▶ **WHAT THE TASK REQUIRES**: Every line of the following records that includes "super" should be copied.

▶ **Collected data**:

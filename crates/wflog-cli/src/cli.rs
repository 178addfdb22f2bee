//! Command-line argument definitions.

use std::path::PathBuf;

use clap::{Args, Parser, Subcommand};
use wflog_core::{LabelStyle, MatchMode};

use crate::config::Config;

/// Process mining for wiki workflow event logs.
///
/// Reads `events.*` logs, normalizes transition and task-change events per
/// application and mines workflow graphs from them.
#[derive(Debug, Parser)]
#[command(name = "wflog", version, about, long_about = None)]
pub struct Cli {
    /// Enable verbose output.
    #[arg(short, long, global = true)]
    pub verbose: bool,

    /// Path to config file.
    #[arg(short, long, global = true)]
    pub config: Option<PathBuf>,

    #[command(subcommand)]
    pub command: Option<Commands>,
}

/// Available subcommands.
#[derive(Debug, Subcommand)]
pub enum Commands {
    /// Mine workflow graphs and write a wiki markup report.
    Mine {
        #[command(flatten)]
        input: InputArgs,

        /// Report file; replaced on every run.
        #[arg(short, long)]
        output: PathBuf,

        /// Noise threshold of the inductive miner, in [0, 1].
        #[arg(long)]
        noise_threshold: Option<f64>,

        /// Dependency threshold of the heuristic miner, in [-1, 1].
        #[arg(long, allow_negative_numbers = true)]
        dependency_threshold: Option<f64>,

        /// Feed task changes to discovery as well as transitions.
        #[arg(long)]
        task_changes: bool,
    },

    /// Print normalized events as JSON lines.
    Events {
        #[command(flatten)]
        input: InputArgs,

        /// Print ingest statistics to stderr.
        #[arg(long)]
        stats: bool,
    },
}

/// Where to read events and which applications to select.
#[derive(Debug, Args)]
pub struct InputArgs {
    /// Directory containing the event log files.
    #[arg(short, long)]
    pub input: PathBuf,

    /// Application identifier (e.g. `SomeAppWFG`); repeatable.
    #[arg(short = 'a', long = "app", required = true, num_args = 1..)]
    pub apps: Vec<String>,

    /// Glob of log file names inside the input directory.
    #[arg(long)]
    pub pattern: Option<String>,

    /// How application identifiers are matched: token, substring or regex.
    #[arg(long = "match")]
    pub match_mode: Option<MatchMode>,

    /// Transition label style: direct or qualified.
    #[arg(long)]
    pub labels: Option<LabelStyle>,
}

impl InputArgs {
    /// Applies the flags given on the command line over `config`.
    pub fn apply(&self, config: &mut Config) {
        if let Some(pattern) = &self.pattern {
            config.file_pattern.clone_from(pattern);
        }
        if let Some(mode) = self.match_mode {
            config.app_match = mode;
        }
        if let Some(labels) = self.labels {
            config.transition_labels = labels;
        }
    }
}
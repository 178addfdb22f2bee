//! Configuration loading and management.

use std::path::{Path, PathBuf};

use figment::Figment;
use figment::providers::{Env, Format, Serialized, Toml};
use serde::{Deserialize, Serialize};
use wflog_core::{DEFAULT_FILE_PATTERN, IngestOptions, LabelStyle, MatchMode};
use wflog_mining::{DEFAULT_DEPENDENCY_THRESHOLD, DEFAULT_NOISE_THRESHOLD, MinerSettings};

/// Application configuration.
#[derive(Debug, Clone, PartialEq, Serialize, Deserialize)]
pub struct Config {
    /// Glob of log file names inside the input directory.
    pub file_pattern: String,
    /// How application identifiers are matched against event bodies.
    pub app_match: MatchMode,
    /// Label style for transition events.
    pub transition_labels: LabelStyle,
    /// Noise tolerance of the inductive miner.
    pub noise_threshold: f64,
    /// Dependency cut-off of the heuristic miner.
    pub dependency_threshold: f64,
    /// Feed task changes to discovery as well as transitions.
    pub discover_task_changes: bool,
}

impl Default for Config {
    fn default() -> Self {
        Self {
            file_pattern: DEFAULT_FILE_PATTERN.to_string(),
            app_match: MatchMode::default(),
            transition_labels: LabelStyle::default(),
            noise_threshold: DEFAULT_NOISE_THRESHOLD,
            dependency_threshold: DEFAULT_DEPENDENCY_THRESHOLD,
            discover_task_changes: false,
        }
    }
}

impl Config {
    /// Loads configuration, optionally from a specific file.
    #[expect(
        clippy::result_large_err,
        reason = "figment::Error is large but only returned at startup"
    )]
    pub fn load_from(config_path: Option<&Path>) -> Result<Self, figment::Error> {
        let mut figment = Figment::from(Serialized::defaults(Self::default()));

        if let Some(config_dir) = dirs_config_path() {
            figment = figment.merge(Toml::file(config_dir.join("config.toml")));
        }

        if let Some(path) = config_path {
            figment = figment.merge(Toml::file(path));
        }

        // WFLOG_NOISE_THRESHOLD, WFLOG_APP_MATCH, ...
        figment = figment.merge(Env::prefixed("WFLOG_"));

        figment.extract()
    }

    pub fn ingest_options(&self) -> IngestOptions {
        IngestOptions {
            file_pattern: self.file_pattern.clone(),
            labels: self.transition_labels,
        }
    }

    pub const fn miner_settings(&self) -> MinerSettings {
        MinerSettings {
            noise_threshold: self.noise_threshold,
            dependency_threshold: self.dependency_threshold,
        }
    }
}

/// Returns the platform-specific config directory for wflog.
///
/// On Linux: `~/.config/wflog`
fn dirs_config_path() -> Option<PathBuf> {
    dirs::config_dir().map(|p| p.join("wflog"))
}
//! Merging the two event families into one ordered stream.

use crate::event::NormalizedEvent;

/// Concatenates transitions and task changes and sorts them by timestamp.
///
/// The sort is stable: events sharing a timestamp keep their input order, so
/// transitions precede task changes on ties.
pub fn merge_streams(
    transitions: Vec<NormalizedEvent>,
    task_changes: Vec<NormalizedEvent>,
) -> Vec<NormalizedEvent> {
    let mut merged = transitions;
    merged.extend(task_changes);
    merged.sort_by_key(|event| event.timestamp);
    merged
}
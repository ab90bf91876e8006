//! WebSocket client for the TV remote-control channel.

use std::time::Duration;

use base64::engine::general_purpose::STANDARD;
use base64::Engine;
use futures_util::{SinkExt, StreamExt};
use serde_json::Value;
use tokio::net::TcpStream;
use tokio::time::timeout;
use tokio_tungstenite::{
    connect_async_tls_with_config, tungstenite::Message, Connector, MaybeTlsStream,
    WebSocketStream,
};
use tracing::{debug, info};

use super::rest::RestClient;
use super::TvRemote;
use crate::error::{CoreError, DeviceError};
use crate::protocol::commands::{Commands, KEY_POWER};
use crate::protocol::response::{
    parse_event, parse_installed_apps, ChannelEvent, EVENT_CONNECT, EVENT_INSTALLED_APPS,
    EVENT_UNAUTHORIZED,
};
use crate::types::{AppInfo, DeviceDescriptor};

/// Port of the TLS remote-control channel.
pub const DEFAULT_PORT: u16 = 8002;

/// Port of the plain remote-control channel, also used by the REST API.
pub const PLAIN_PORT: u16 = 8001;

/// Connection settings for a TV.
#[derive(Debug, Clone)]
pub struct RemoteOptions {
    /// Remote-control channel port; `PLAIN_PORT` selects `ws://`.
    pub port: u16,
    /// REST API port.
    pub rest_port: u16,
    /// Connect and reply timeout.
    pub timeout: Duration,
    /// Name shown on the TV's pairing prompt.
    pub client_name: String,
}

impl Default for RemoteOptions {
    fn default() -> Self {
        Self {
            port: DEFAULT_PORT,
            rest_port: PLAIN_PORT,
            timeout: Duration::from_secs(5),
            client_name: "tvctl".to_string(),
        }
    }
}

type Channel = WebSocketStream<MaybeTlsStream<TcpStream>>;

/// Remote for Tizen-based TVs.
///
/// Every call opens a fresh channel, performs one exchange and closes it.
pub struct SamsungRemote {
    host: String,
    options: RemoteOptions,
    token: Option<String>,
    rest: RestClient,
}

impl SamsungRemote {
    pub fn new(host: &str, options: RemoteOptions) -> Result<Self, CoreError> {
        let rest = RestClient::new(host, options.rest_port, options.timeout)?;
        Ok(Self {
            host: host.to_string(),
            options,
            token: None,
            rest,
        })
    }

    fn channel_url(&self) -> String {
        let scheme = if self.options.port == PLAIN_PORT {
            "ws"
        } else {
            "wss"
        };
        let mut url = format!(
            "{}://{}:{}/api/v2/channels/samsung.remote.control?name={}",
            scheme,
            self.host,
            self.options.port,
            STANDARD.encode(&self.options.client_name)
        );
        if let Some(token) = &self.token {
            url.push_str("&token=");
            url.push_str(token);
        }
        url
    }

    /// The TV serves a self-signed certificate, so chain checks are skipped.
    fn connector(&self) -> Result<Connector, CoreError> {
        let tls = native_tls::TlsConnector::builder()
            .danger_accept_invalid_certs(true)
            .danger_accept_invalid_hostnames(true)
            .build()
            .map_err(|e| self.connect_error(format!("TLS setup failed: {}", e)))?;
        Ok(Connector::NativeTls(tls))
    }

    fn connect_error(&self, message: String) -> CoreError {
        DeviceError::Connect {
            host: self.host.clone(),
            message,
        }
        .into()
    }

    fn timeout_error(&self) -> CoreError {
        DeviceError::Timeout {
            host: self.host.clone(),
        }
        .into()
    }

    /// Connect and wait for the TV to accept the channel.
    async fn open_channel(&mut self) -> Result<Channel, CoreError> {
        let url = self.channel_url();
        let connector = self.connector()?;
        debug!(host = %self.host, port = self.options.port, "opening remote channel");

        let (mut channel, _) = timeout(
            self.options.timeout,
            connect_async_tls_with_config(url, None, false, Some(connector)),
        )
        .await
        .map_err(|_| self.timeout_error())?
        .map_err(|e| self.connect_error(e.to_string()))?;

        let event = self.next_event(&mut channel).await?;
        match event.event.as_str() {
            EVENT_CONNECT => {
                if let Some(token) = event.token() {
                    if self.token.as_deref() != Some(token) {
                        info!(host = %self.host, "TV issued a new session token");
                    }
                    self.token = Some(token.to_string());
                }
                Ok(channel)
            }
            EVENT_UNAUTHORIZED => Err(DeviceError::Unauthorized {
                host: self.host.clone(),
            }
            .into()),
            other => Err(DeviceError::Protocol {
                host: self.host.clone(),
                message: format!("unexpected handshake event '{}'", other),
            }
            .into()),
        }
    }

    /// Read the next text frame as an event.
    async fn next_event(&self, channel: &mut Channel) -> Result<ChannelEvent, CoreError> {
        let host = self.host.clone();
        timeout(self.options.timeout, async {
            while let Some(msg) = channel.next().await {
                match msg {
                    Ok(Message::Text(text)) => {
                        debug!(host = %host, frame = %text, "received");
                        return parse_event(&text, &host).map_err(CoreError::from);
                    }
                    Ok(Message::Close(_)) => break,
                    Ok(_) => continue,
                    Err(e) => {
                        return Err(CoreError::from(DeviceError::Protocol {
                            host: host.clone(),
                            message: format!("WebSocket error: {}", e),
                        }))
                    }
                }
            }

            Err(CoreError::from(DeviceError::Protocol {
                host: host.clone(),
                message: "channel closed before a reply arrived".to_string(),
            }))
        })
        .await
        .map_err(|_| self.timeout_error())?
    }

    async fn send(&self, channel: &mut Channel, message: &Value) -> Result<(), CoreError> {
        channel
            .send(Message::Text(message.to_string()))
            .await
            .map_err(|e| {
                DeviceError::Protocol {
                    host: self.host.clone(),
                    message: format!("WebSocket send error: {}", e),
                }
                .into()
            })
    }

    /// Open a channel, send one message and close.
    async fn send_once(&mut self, message: Value) -> Result<(), CoreError> {
        let mut channel = self.open_channel().await?;
        self.send(&mut channel, &message).await?;
        let _ = channel.close(None).await;
        Ok(())
    }
}

impl TvRemote for SamsungRemote {
    fn set_token(&mut self, token: String) {
        self.token = (!token.is_empty()).then_some(token);
    }

    fn token(&self) -> Option<&str> {
        self.token.as_deref()
    }

    async fn toggle_power(&mut self) -> Result<(), CoreError> {
        self.send_once(Commands::click_key(KEY_POWER)).await
    }

    async fn open_browser(&mut self, url: &str) -> Result<(), CoreError> {
        self.send_once(Commands::open_browser(url)).await
    }

    async fn list_apps(&mut self) -> Result<Vec<AppInfo>, CoreError> {
        let mut channel = self.open_channel().await?;
        self.send(&mut channel, &Commands::installed_apps()).await?;

        loop {
            let event = self.next_event(&mut channel).await?;
            if event.event == EVENT_INSTALLED_APPS {
                let apps = parse_installed_apps(&event, &self.host)?;
                let _ = channel.close(None).await;
                return Ok(apps);
            }
            debug!(host = %self.host, event = %event.event, "skipping unrelated event");
        }
    }

    async fn launch_app(&mut self, app_id: &str) -> Result<(), CoreError> {
        self.send_once(Commands::launch_app(app_id)).await
    }

    async fn app_status(&mut self, app_id: &str) -> Result<Value, CoreError> {
        self.rest.app_status(app_id).await
    }

    async fn app_run(&mut self, app_id: &str) -> Result<Value, CoreError> {
        self.rest.app_run(app_id).await
    }

    async fn app_close(&mut self, app_id: &str) -> Result<Value, CoreError> {
        self.rest.app_close(app_id).await
    }

    async fn app_install(&mut self, app_id: &str) -> Result<Value, CoreError> {
        self.rest.app_install(app_id).await
    }

    async fn device_descriptor(&mut self) -> Result<DeviceDescriptor, CoreError> {
        self.rest.device_info().await.map(DeviceDescriptor)
    }
}
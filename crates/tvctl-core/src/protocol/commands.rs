//! Message builders for the TV remote-control channel.
//!
//! Messages are JSON text frames sent over the
//! `samsung.remote.control` WebSocket channel.

use serde_json::{json, Value};

/// App id of the built-in web browser.
pub const BROWSER_APP_ID: &str = "org.tizen.browser";

/// Key code that toggles the panel on and off.
pub const KEY_POWER: &str = "KEY_POWER";

/// Message builders for the remote-control channel
pub struct Commands;

impl Commands {
    /// Press and release a remote key
    pub fn click_key(key: &str) -> Value {
        json!({
            "method": "ms.remote.control",
            "params": {
                "Cmd": "Click",
                "DataOfCmd": key,
                "Option": "false",
                "TypeOfRemote": "SendRemoteKey"
            }
        })
    }

    /// Ask the TV to emit its installed app list
    pub fn installed_apps() -> Value {
        Self::emit("ed.installedApp.get", None)
    }

    /// Launch an app by id
    pub fn launch_app(app_id: &str) -> Value {
        Self::emit(
            "ed.apps.launch",
            Some(json!({
                "appId": app_id,
                "action_type": "DEEP_LINK"
            })),
        )
    }

    /// Open the browser at `url`
    pub fn open_browser(url: &str) -> Value {
        Self::emit(
            "ed.apps.launch",
            Some(json!({
                "appId": BROWSER_APP_ID,
                "action_type": "NATIVE_LAUNCH",
                "metaTag": url
            })),
        )
    }

    fn emit(event: &str, data: Option<Value>) -> Value {
        let mut params = json!({
            "event": event,
            "to": "host"
        });
        if let (Some(data), Value::Object(map)) = (data, &mut params) {
            map.insert("data".to_string(), data);
        }
        json!({
            "method": "ms.channel.emit",
            "params": params
        })
    }
}
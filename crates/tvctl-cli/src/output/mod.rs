//! Output formatting for CLI results.

pub mod json;
pub mod table;

pub use json::JsonOutput;
pub use table::TableOutput;

use serde_json::Value;
use tvctl_core::types::{AppInfo, DeviceDescriptor};
use tvctl_core::{AppAction, Outcome};

/// Output formatter trait
pub trait OutputFormatter {
    /// Format the installed app list
    fn format_apps(&self, host: &str, apps: &[AppInfo]) -> String;

    /// Format a device descriptor
    fn format_device_info(&self, host: &str, descriptor: &DeviceDescriptor) -> String;

    /// Format the TV's reply to an app operation
    fn format_app_response(&self, host: &str, action: AppAction, app_id: &str, response: &Value)
        -> String;

    /// Format a one-line result
    fn format_message(&self, host: &str, command: &str, message: &str, success: bool) -> String;

    /// Format any dispatcher outcome
    fn format_outcome(&self, host: &str, outcome: &Outcome) -> String {
        match outcome {
            Outcome::PowerToggled => self.format_message(host, "toggle_power", "Power toggled", true),
            Outcome::WakeSent { mac } => {
                self.format_message(host, "power_on", &format!("Wake packet sent to {}", mac), true)
            }
            Outcome::BrowserOpened { url } => {
                self.format_message(host, "open_web", &format!("Opened {}", url), true)
            }
            Outcome::Apps(apps) => self.format_apps(host, apps),
            Outcome::AppLaunched { app_id } => {
                self.format_message(host, "open_app", &format!("Launched app {}", app_id), true)
            }
            Outcome::AppResponse {
                action,
                app_id,
                response,
            } => self.format_app_response(host, *action, app_id, response),
            Outcome::AppNotInstalled { action, name } => self.format_message(
                host,
                action.command_name(),
                &format!("App '{}' is not installed", name),
                false,
            ),
            Outcome::DeviceInfo(descriptor) => self.format_device_info(host, descriptor),
            Outcome::Usage => String::new(),
        }
    }
}

/// Get the appropriate formatter based on JSON flag
pub fn get_formatter(json: bool) -> Box<dyn OutputFormatter> {
    if json {
        Box::new(JsonOutput::new())
    } else {
        Box::new(TableOutput::new())
    }
}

▶ **TASK ANSWER**:
use super::rest::RestClient;
use super::TvRemote;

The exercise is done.